Instructions to follow: Lines with the word "error" are the ones wanted. Copy each of them from the entries below.

Stored items
######

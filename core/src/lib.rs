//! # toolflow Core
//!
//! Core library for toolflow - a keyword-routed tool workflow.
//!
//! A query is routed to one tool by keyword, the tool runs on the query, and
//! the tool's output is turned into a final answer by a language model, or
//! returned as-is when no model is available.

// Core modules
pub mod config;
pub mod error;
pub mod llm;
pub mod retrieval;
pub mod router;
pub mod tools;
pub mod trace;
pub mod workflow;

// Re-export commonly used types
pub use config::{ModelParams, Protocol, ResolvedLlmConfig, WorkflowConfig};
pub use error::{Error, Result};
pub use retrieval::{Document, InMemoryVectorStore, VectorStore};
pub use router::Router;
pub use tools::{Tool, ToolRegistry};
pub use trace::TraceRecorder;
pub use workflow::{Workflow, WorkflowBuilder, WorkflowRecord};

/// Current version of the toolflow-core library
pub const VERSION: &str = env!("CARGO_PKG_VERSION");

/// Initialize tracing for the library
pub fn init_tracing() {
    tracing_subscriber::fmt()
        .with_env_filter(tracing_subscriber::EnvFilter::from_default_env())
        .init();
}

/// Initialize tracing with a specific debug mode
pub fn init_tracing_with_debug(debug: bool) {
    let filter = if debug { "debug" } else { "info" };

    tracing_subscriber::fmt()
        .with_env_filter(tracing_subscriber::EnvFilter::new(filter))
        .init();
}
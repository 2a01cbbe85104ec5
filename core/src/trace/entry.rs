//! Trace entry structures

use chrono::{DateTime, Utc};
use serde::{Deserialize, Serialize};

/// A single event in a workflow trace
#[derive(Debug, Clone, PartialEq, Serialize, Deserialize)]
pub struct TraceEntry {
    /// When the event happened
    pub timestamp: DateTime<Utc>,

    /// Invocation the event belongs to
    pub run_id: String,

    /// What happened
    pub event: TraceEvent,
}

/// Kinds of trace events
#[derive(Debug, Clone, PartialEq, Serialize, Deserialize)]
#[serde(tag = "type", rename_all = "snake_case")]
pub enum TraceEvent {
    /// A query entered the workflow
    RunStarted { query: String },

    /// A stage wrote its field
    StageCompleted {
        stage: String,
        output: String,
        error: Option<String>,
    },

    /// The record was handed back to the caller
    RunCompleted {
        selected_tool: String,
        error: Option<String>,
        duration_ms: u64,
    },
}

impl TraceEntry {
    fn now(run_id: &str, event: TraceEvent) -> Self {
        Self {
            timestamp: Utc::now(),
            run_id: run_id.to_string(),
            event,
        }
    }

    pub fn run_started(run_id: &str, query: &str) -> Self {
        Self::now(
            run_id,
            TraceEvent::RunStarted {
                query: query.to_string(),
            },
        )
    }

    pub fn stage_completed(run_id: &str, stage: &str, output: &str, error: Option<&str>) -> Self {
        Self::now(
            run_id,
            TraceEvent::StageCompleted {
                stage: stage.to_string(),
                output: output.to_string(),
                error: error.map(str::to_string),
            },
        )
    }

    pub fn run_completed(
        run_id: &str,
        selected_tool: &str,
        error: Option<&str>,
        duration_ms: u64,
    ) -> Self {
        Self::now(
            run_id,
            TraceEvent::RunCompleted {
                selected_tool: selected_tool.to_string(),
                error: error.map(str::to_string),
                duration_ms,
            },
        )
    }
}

######

Your solution:
pub mod error;
pub use error::{Error, Result};
        error: Option<String>,
        error: Option<String>,
    pub fn stage_completed(run_id: &str, stage: &str, output: &str, error: Option<&str>) -> Self {
                error: error.map(str::to_string),
        error: Option<&str>,
                error: error.map(str::to_string),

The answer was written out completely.